By Sam Nyamweya | May 1st 2020

For quite some time now, political activist Miguna Miguna has been hurling all kinds of brickbats from his base in Toronto, Canada, towards the Kenyan government and its top leadership without any element of respect.

That strange behaviour is uncouth, unwarranted and un-African. It is time Miguna came to his senses and appreciated that only a fool can insult his ancestry.

In his youthful days, Miguna had a brush with the government of the day - especially when he was a students' leader at the University of Nairobi - an unfortunate collision that led to him fleeing into exile in Canada where he, thankfully, completed his education.

That was not a good experience for anyone to go through. However, that is not reason enough for Miguna to throw caution to the wind and resort to insulting Kenya's political leadership.

Miguna was not the only one to find himself on the wrong side of the administration of the day. There many others. However, the difference is that a host of other Kenyans who had a similar clash with the in the past State have since reconciled their individual conscience and come to terms with the realities of the day, including political activism. Some of them have been, or even are, senior State officers during the regimes of retired President Mwai Kibaki and incumbent Uhuru Kenyatta.

None other than former Prime Minister Raila Odinga stated twice early this year during the funeral of former President Daniel Arap Moi that he and the departed leader had forgiven each other regarding malpractices visited on him during the latter's stewardship of the Kenyan nation.

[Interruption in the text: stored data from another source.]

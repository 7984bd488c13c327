//! Router assembly.
//!
//! SYSTEM CONTEXT
//! ==============
//! Binds the JSON API and Leptos SSR rendering under a single Axum router.
//! The editor app is served at `/`; hydration assets live under `/pkg`.

pub mod generate;

use std::path::PathBuf;

use axum::Router;
use axum::http::StatusCode;
use axum::routing::{get, post};
use leptos::prelude::*;
use leptos_axum::{LeptosRoutes, generate_route_list};
use tower_http::compression::CompressionLayer;
use tower_http::cors::{Any, CorsLayer};
use tower_http::services::ServeDir;
use tower_http::trace::TraceLayer;

use crate::state::AppState;

/// JSON API routes used by the editor frontend.
fn api_routes(state: AppState) -> Router {
    let cors = CorsLayer::new()
        .allow_origin(Any)
        .allow_methods(Any)
        .allow_headers(Any);

    Router::new()
        .route("/api/generate", post(generate::generate))
        .route("/healthz", get(healthz))
        .layer(cors)
        .with_state(state)
}

/// Full application router: JSON API + Leptos SSR + hydration assets.
///
/// # Errors
///
/// Returns an error if the Leptos configuration cannot be loaded (missing or
/// malformed `Cargo.toml` `[package.metadata.leptos]` section).
pub fn leptos_app(state: AppState) -> Result<Router, String> {
    let conf = get_configuration(None).map_err(|e| format!("leptos configuration: {e}"))?;
    let leptos_options = conf.leptos_options;
    let routes = generate_route_list(client::app::App);
    let site_root_path = PathBuf::from(leptos_options.site_root.as_ref());

    let leptos_router = Router::new()
        .leptos_routes(&leptos_options, routes, {
            let opts = leptos_options.clone();
            move || client::app::shell(opts.clone())
        })
        .with_state(leptos_options);

    Ok(api_routes(state)
        .merge(leptos_router)
        .nest_service("/pkg", ServeDir::new(site_root_path.join("pkg")))
        .layer(CompressionLayer::new())
        .layer(TraceLayer::new_for_http()))
}

async fn healthz() -> StatusCode {
    StatusCode::OK
}
use nova_py::{compile, lexer, transpile, CompileError, Compiler, LexError, ParseError};

fn wrap(body: &str) -> String {
    format!("PROGRAM BEGIN\n{}\nPROGRAM END", body)
}

// ============================================================================
// BASIC TRANSPILATION
// ============================================================================

#[test]
fn test_minimal_program() {
    let py = compile("PROGRAM BEGIN\ndisplay \"hi\"\nPROGRAM END");
    assert_eq!(py, "# Generated Python code\n\nprint(\"hi\")");
}

#[test]
fn test_empty_program() {
    assert_eq!(compile("PROGRAM BEGIN PROGRAM END"), "# Generated Python code\n");
}

#[test]
fn test_variable_declaration_and_assignment() {
    let py = transpile(&wrap("num x = 1\nx = x + 2\nstr s = \"a\"\nbool ok = true")).unwrap();
    assert!(py.contains("\nx = 1.0\n"));
    assert!(py.contains("\nx = (x + 2.0)\n"));
    assert!(py.contains("\ns = \"a\"\n"));
    assert!(py.ends_with("\nok = True"));
}

#[test]
fn test_deterministic_output() {
    let source = std::fs::read_to_string("demos/geometry.nova").unwrap();
    assert_eq!(compile(&source), compile(&source));
    assert_eq!(Compiler::new().compile(&source), compile(&source));
}

// ============================================================================
// EXPRESSIONS
// ============================================================================

#[test]
fn test_multiplication_binds_tighter() {
    let py = transpile(&wrap("display 2 + 3 * 4")).unwrap();
    assert!(py.contains("print((2.0 + (3.0 * 4.0)))"));
}

#[test]
fn test_parentheses_are_preserved() {
    let py = transpile(&wrap("display (2 + 3) * 4")).unwrap();
    assert!(py.contains("print(((2.0 + 3.0) * 4.0))"));
}

#[test]
fn test_mixed_operands_pass_through() {
    let py = transpile(&wrap("display \"n = \" + 1 / total")).unwrap();
    assert!(py.contains("print((\"n = \" + (1.0 / total)))"));
}

#[test]
fn test_strings_are_not_escaped() {
    let py = transpile(&wrap(r#"display "C:\temp\new""#)).unwrap();
    assert!(py.contains(r#"print("C:\temp\new")"#));
}

// ============================================================================
// METADATA
// ============================================================================

#[test]
fn test_description_becomes_header_comment() {
    let py = compile(&wrap("DESCRIPTION \"x\"\ndisplay 1"));
    assert_eq!(py, "# Generated Python code\n# Description: x\n\nprint(1.0)");
}

#[test]
fn test_empty_description_emits_no_header_line() {
    let py = compile(&wrap("DESCRIPTION \"\"\ndisplay 1"));
    assert_eq!(py, "# Generated Python code\n\nprint(1.0)");
}

#[test]
fn test_metadata_header_order() {
    let py = compile(&wrap("date \"d\"\nauthor \"a\"\ndescription \"x\""));
    assert_eq!(
        py,
        "# Generated Python code\n# Description: x\n# Author: a\n# Date: d\n"
    );
}

#[test]
fn test_metadata_after_statement_is_rejected() {
    let py = compile(&wrap("display 1\nDESCRIPTION \"late\""));
    assert!(py.starts_with("Compilation error:"), "{}", py);
    assert!(py.contains("Expected ASSIGN, got STRING"));
}

// ============================================================================
// FUNCTIONS
// ============================================================================

#[test]
fn test_function_declaration() {
    let py = transpile(&wrap("func add(a: number, b: number) return number\n  display a + b\nEND")).unwrap();
    assert!(py.contains(
        "def add(a, b):\n    # Parameter a: number\n    # Parameter b: number\n    # Returns: number\n    print((a + b))\n"
    ));
}

#[test]
fn test_function_block_ends_with_one_blank_line() {
    let py = transpile(&wrap("func f()\n  display 1\nEND\ndisplay 2")).unwrap();
    assert!(py.ends_with("def f():\n    print(1.0)\n\nprint(2.0)"));
}

#[test]
fn test_typed_params_need_identifier_types() {
    let py = compile(&wrap("func f(a: num)\nEND"));
    assert!(py.starts_with("Compilation error: Expected IDENTIFIER, got NUM"), "{}", py);
}

// ============================================================================
// ERRORS
// ============================================================================

#[test]
fn test_invalid_character() {
    let py = compile(&wrap("num x = 1 @ 2"));
    assert_eq!(py, "Compilation error: Invalid character '@' at line 2, column 11");
}

#[test]
fn test_control_flow_keywords_are_not_statements() {
    let py = compile(&wrap("if x"));
    assert_eq!(py, "Compilation error: Unexpected token IF at line 2, column 1");
}

#[test]
fn test_missing_program_end() {
    let err = transpile("PROGRAM BEGIN\ndisplay 1\n").unwrap_err();
    assert_eq!(err, CompileError::Parse(ParseError::UnexpectedEof { line: 3, column: 1 }));
    assert_eq!(err.position(), (3, 1));
}

#[test]
fn test_malformed_number_is_a_parse_error() {
    let err = transpile(&wrap("display 1.2.3")).unwrap_err();
    assert!(matches!(err, CompileError::Parse(ParseError::InvalidNumber { .. })));
}

#[test]
fn test_unterminated_string_is_not_a_lex_error() {
    let tokens = lexer::tokenize("PROGRAM BEGIN display \"open").unwrap();
    assert_eq!(tokens[3].text, "open");

    // The string swallows PROGRAM END, so parsing runs out of input.
    let err = transpile("PROGRAM BEGIN display \"open PROGRAM END").unwrap_err();
    assert!(!matches!(err, CompileError::Lex(_)));
}

#[test]
fn test_unterminated_block_comment_is_not_a_lex_error() {
    let err = transpile("PROGRAM BEGIN /* display 1 PROGRAM END").unwrap_err();
    assert!(matches!(err, CompileError::Parse(ParseError::UnexpectedEof { .. })));
}

#[test]
fn test_one_token_after_program_end_is_lexed() {
    let py = compile("PROGRAM BEGIN\ndisplay 1\nPROGRAM END @");
    assert_eq!(py, "Compilation error: Invalid character '@' at line 3, column 13");

    let py = compile("PROGRAM BEGIN\ndisplay 1\nPROGRAM END\ndisplay 2 @");
    assert_eq!(py, "# Generated Python code\n\nprint(1.0)");
}

#[test]
fn test_lex_error_type() {
    let err = transpile("PROGRAM BEGIN ;").unwrap_err();
    assert_eq!(
        err,
        CompileError::Lex(LexError::InvalidCharacter {
            ch: ';',
            line: 1,
            column: 15
        })
    );
}

// ============================================================================
// FULL EXAMPLE TRANSPILATION
// ============================================================================

#[test]
fn test_hello_example() {
    let source = std::fs::read_to_string("demos/hello.nova").unwrap();
    let py = transpile(&source).unwrap();
    assert_eq!(
        py,
        "# Generated Python code\n\
         # Description: Prints a greeting\n\
         # Author: Nova Team\n\
         # Date: 2024-03-01\n\
         \n\
         print(\"Hello, world!\")"
    );
}

#[test]
fn test_geometry_example() {
    let _ = env_logger::builder().is_test(true).try_init();
    let source = std::fs::read_to_string("demos/geometry.nova").unwrap();
    let py = transpile(&source).unwrap();
    let expected = [
        "# Generated Python code",
        "# Description: Area and perimeter of a rectangle",
        "",
        "width = 12.0",
        "height = 7.5",
        "def area(w, h):",
        "    # Parameter w: number",
        "    # Parameter h: number",
        "    # Returns: number",
        "    result = (w * h)",
        "    print(result)",
        "",
        "def perimeter(w, h):",
        "    print((2.0 * (w + h)))",
        "",
        "label = \"rectangle\"",
        "square = False",
        "print(label)",
        "print(((width * height) - (1.0 / 2.0)))",
    ]
    .join("\n");
    assert_eq!(py, expected);
}

#[test]
fn test_counter_example() {
    let source = std::fs::read_to_string("demos/counter.nova").unwrap();
    let py = transpile(&source).unwrap();
    assert!(py.contains("# Author: Nova Team"));
    assert!(py.contains("count = 0.0\ncount = (count + 1.0)\ncount = (count + 1.0)"));
    assert!(py.contains("print(\"count:\")\nprint(count)"));
    assert!(py.ends_with("def reset():\n    count = 0.0\n"));
}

That is what statesmanship requires of a patriotic leader.

On his part, Miguna has refused to forgive or be forgiven. Instead, he has resorted to social media to vent his anger and frustration on Kenya's top political leadership, especially President Uhuru Kenyatta and Raila.

As a lawyer and a politician who participated in the crusade for democratic expansion in Kenya, Miguna should be the last one to misuse the very freedom which many Kenyans, including him, fought for so hard to attain. Not forgetting that many other Kenyans gave their arm and limb in that fight.

True, Miguna has some justified bone to pick with Kenya's immigration personnel, a matter in which the country's Judiciary gave a strong verdict in his favour. However, that is no reason for him to unleash blanket epithets against Kenya's top government and political leadership.

Having lived in a highly democracy-embracing country like Canada for so long, Miguna should be the first person to appreciate and demonstrate the salient tenets of democracy.

He should have known by now that democracy is not a licence to abuse. Neither is it a ticket to pour one's rancour on the streets of village market. Freedom of expression is not absolute; it comes with responsibilities. Indeed, Miguna needs not be reminded that divergent opinions are one of the pillars of democracy and one's freedom actually ends whether another's starts. It is a give and take affair, not self-centredness.

By choosing to throw all insults he come into contact with in the direction of the President and the Orange Democratic Movement (ODM) leader, Miguna has clearly betrayed the very democratic credentials he purports to hold so dearly. No amount of insolence and chest-thumping can change Kenya's political realities overnight. Miguna has to live with the reality that Uhuru is the bona fide elected President of the republic of Kenya until his term ends in 2022. Nothing is ever going to change or erase that fact of history.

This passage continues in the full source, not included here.